Tidak seperti kebanyakan buku lain yang juga membahas penelitian sastra, buku ini memuat isi yang cenderung lebih lengkap dan luas. Buku ini menghadirkan berbagai kemudahan bagi pembacanya untuk memahami apa itu penelitian sastra yang sebenarnya dengan bahasa yang lugas dan mudah dipahami oleh siapapun. Terlebih lagi bagi para pelajar, mahasiswa, bahkan dosen sekalipun. Dari segi tampilan pun buku ini terlihat menarik, sehingga menambah nilai plus.
Sebagian penulis justru kurang memperhatikan segi tampilan dari buku yang ia tulis. Padahal dengan tampilan yang menarik ketertarikan seseorang untuk membaca pun bisa saja meningkat. Untuk segi isi, buku ini berisikan mengenai materi prinsip-prinsip dasar dalam pembuatan sebuah penelitian sastra. Dari mulai persiapan, perumusan masalah, hipotesis, sampai pada proses penyelesaian.
Konsep-konsep dasar dalam penelitian sastra, seperti tujuan, kriteria, metode dan unsur-unsur penelitian dikupas secara singkat tetapi tetap berbobot yang disusun ke dalam beberapa bab yang terpisah. Lebih dari itu, buku ini juga banyak membahas bagaimana membuat penelitian sastra yang baik dengan melalui serangkaian contoh yang disajikan.
Tidak seperti halnya kebanyakan buku yang justru mementingkan pada teori daripada penerapannya yang justru mempersulit dalam proses pemahaman materi. Melalui serangkaian contoh tersebutlah pembaca diajak untuk memahami materi dasar untuk kemudian diterapkan langsung dalam kenyataanya. Model peraga berupa gambar ataupun bagan juga disajikan untuk mempermudah penyampaian materi kepada pembaca.
Di lain pihak buku ini mambahas penelitian sastra dan tidak membedakan antara jenis penelitian sastra dengan penelitian lainnya, seperti kebanyakan buku lain justru membedakannya. Buku ini justru membahas penelitian sastra ini sebagai sebuah bagian dari penelitian umum tanpa ada sedikit perbedaan. Karena pada hakikatnya ada sedikit perbedaan antara penelitian sastra dan penelitian umum.
Kelebihan yang lain, buku ini juga dapat membuka cakrawala para pembaca mengenai penelitian sastra secara menyeluruh. Karena isinya cukup lengkap mengenai seluk-beluk sastra yang mudah untuk dipahami. Selain itu dalam buku ini juga dituliskan beberapa sastrawan terkenal didunia beserta karya sastra yang ditulisnya.
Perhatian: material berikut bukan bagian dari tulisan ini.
//! In-memory store, useful for testing and throwaway sessions.

use std::collections::{BTreeMap, HashMap};
use std::sync::Arc;

use async_trait::async_trait;
use chrono::{DateTime, Utc};
use tokio::sync::RwLock;
use zerotohire_core::error::StoreError;
use zerotohire_core::message::{Message, Role};
use zerotohire_core::problem::{ActiveProblemRef, Difficulty, ProblemId};
use zerotohire_core::store::{CodeSnapshot, SessionStore, StoreStats};

#[derive(Debug, Clone)]
struct ProblemProgress {
    difficulty: Difficulty,
    attempts: u64,
    completed_at: Option<DateTime<Utc>>,
}

#[derive(Default)]
struct State {
    messages: Vec<Message>,
    active: Option<ActiveProblemRef>,
    progress: HashMap<ProblemId, ProblemProgress>,
    snapshots: Vec<CodeSnapshot>,
    settings: HashMap<String, serde_json::Value>,
}

/// A store that keeps the whole session in process memory.
#[derive(Clone, Default)]
pub struct InMemoryStore {
    state: Arc<RwLock<State>>,
}

impl InMemoryStore {
    pub fn new() -> Self {
        Self::default()
    }
}

#[async_trait]
impl SessionStore for InMemoryStore {
    fn name(&self) -> &str {
        "in_memory"
    }

    async fn append_message(
        &self,
        role: Role,
        content: &str,
        problem_id: Option<ProblemId>,
    ) -> Result<Message, StoreError> {
        let message = Message::new(role, content, problem_id);
        self.state.write().await.messages.push(message.clone());
        Ok(message)
    }

    async fn recent_messages(
        &self,
        problem_id: Option<ProblemId>,
        limit: Option<usize>,
    ) -> Result<Vec<Message>, StoreError> {
        let state = self.state.read().await;
        let scoped: Vec<&Message> = state
            .messages
            .iter()
            .filter(|m| problem_id.is_none() || m.problem_id == problem_id)
            .collect();

        let skip = limit.map_or(0, |limit| scoped.len().saturating_sub(limit));
        Ok(scoped.into_iter().skip(skip).cloned().collect())
    }

    async fn clear_messages(&self, problem_id: Option<ProblemId>) -> Result<u64, StoreError> {
        let mut state = self.state.write().await;
        let before = state.messages.len();
        match problem_id {
            Some(id) => state.messages.retain(|m| m.problem_id != Some(id)),
            None => state.messages.clear(),
        }
        Ok((before - state.messages.len()) as u64)
    }

    async fn active_problem(&self) -> Result<Option<ActiveProblemRef>, StoreError> {
        Ok(self.state.read().await.active.clone())
    }

    async fn set_active_problem(&self, problem: &ActiveProblemRef) -> Result<(), StoreError> {
        let mut state = self.state.write().await;
        let progress = state
            .progress
            .entry(problem.id)
            .or_insert_with(|| ProblemProgress {
                difficulty: problem.difficulty,
                attempts: 0,
                completed_at: None,
            });
        progress.attempts += 1;
        progress.difficulty = problem.difficulty;
        state.active = Some(problem.clone());
        Ok(())
    }

    async fn clear_active_problem(&self) -> Result<(), StoreError> {
        self.state.write().await.active = None;
        Ok(())
    }

    async fn mark_completed(&self, problem_id: ProblemId) -> Result<(), StoreError> {
        let mut state = self.state.write().await;
        let progress = state
            .progress
            .entry(problem_id)
            .or_insert_with(|| ProblemProgress {
                difficulty: Difficulty::Unknown,
                attempts: 0,
                completed_at: None,
            });
        progress.completed_at = Some(Utc::now());
        Ok(())
    }

    async fn mark_incomplete(&self, problem_id: ProblemId) -> Result<(), StoreError> {
        if let Some(progress) = self.state.write().await.progress.get_mut(&problem_id) {
            progress.completed_at = None;
        }
        Ok(())
    }

    async fn is_completed(&self, problem_id: ProblemId) -> Result<bool, StoreError> {
        Ok(self
            .state
            .read()
            .await
            .progress
            .get(&problem_id)
            .is_some_and(|p| p.completed_at.is_some()))
    }

    async fn completed_problems(&self) -> Result<Vec<ProblemId>, StoreError> {
        let state = self.state.read().await;
        let mut done: Vec<(DateTime<Utc>, ProblemId)> = state
            .progress
            .iter()
            .filter_map(|(id, p)| p.completed_at.map(|at| (at, *id)))
            .collect();
        // Most recently completed first
        done.sort_by(|a, b| b.cmp(a));
        Ok(done.into_iter().map(|(_, id)| id).collect())
    }

    async fn save_code(
        &self,
        problem_id: ProblemId,
        code: &str,
        language: &str,
    ) -> Result<CodeSnapshot, StoreError> {
        let snapshot = CodeSnapshot {
            problem_id,
            code: code.to_string(),
            language: language.to_string(),
            saved_at: Utc::now(),
        };
        self.state.write().await.snapshots.push(snapshot.clone());
        Ok(snapshot)
    }

    async fn latest_code(&self, problem_id: ProblemId) -> Result<Option<CodeSnapshot>, StoreError> {
        Ok(self
            .state
            .read()
            .await
            .snapshots
            .iter()
            .rev()
            .find(|s| s.problem_id == problem_id)
            .cloned())
    }

    async fn reset_problem(&self, problem_id: ProblemId) -> Result<(), StoreError> {
        let mut state = self.state.write().await;
        state.messages.retain(|m| m.problem_id != Some(problem_id));
        state.snapshots.retain(|s| s.problem_id != problem_id);
        state.progress.remove(&problem_id);
        Ok(())
    }

    async fn setting(&self, key: &str) -> Result<Option<serde_json::Value>, StoreError> {
        Ok(self.state.read().await.settings.get(key).cloned())
    }

    async fn set_setting(&self, key: &str, value: serde_json::Value) -> Result<(), StoreError> {
        self.state
            .write()
            .await
            .settings
            .insert(key.to_string(), value);
        Ok(())
    }

    async fn stats(&self) -> Result<StoreStats, StoreError> {
        let state = self.state.read().await;
        let attempted = state.progress.values().filter(|p| p.attempts > 0).count() as u64;

        let mut by_difficulty = BTreeMap::new();
        let mut completed = 0;
        for progress in state.progress.values().filter(|p| p.completed_at.is_some()) {
            completed += 1;
            *by_difficulty
                .entry(progress.difficulty.to_string())
                .or_insert(0) += 1;
        }

        Ok(StoreStats::from_counts(
            attempted,
            completed,
            state.messages.len() as u64,
            by_difficulty,
        ))
    }
}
Adapun kekurangan dalam buku ini antara lain bahasa yang digunakan dalam buku ini kurang mudah dipahami. Selain itu adanya sebagian pembahasan materi yang tidak disertai dengan ilustrasi yang kurang konkrit.
Terlepas dari itu semua, buku ini tetap layak untuk mendapat perhatian dari masyarakat, terutama bagi mereka yang hendak melakukan sebuah penelitian atau telaah sastra yang banyak dilakukan oleh para mahasiswa dan dosen dalam kuliahnya. Buku ini juga sangat cocok untuk dijadikan bahan referensi dalam setiap melakukan sebuah penelitian.
Penulis semata-mata menerjemahkan, mengutip, mencampuradukkan dalam rangakaian yang intertekstualitas. Keberhasilan penulis terletak dalam keberhasilannya dalam mencampuradukkan segala aspek yang terkandung dalam sastra itu sendiri. Perlu dipahami bahwa tidak semua penulis mempunyai kemampuan untuk mencampuradukkan sehingga menjadi padu seperti buku ini.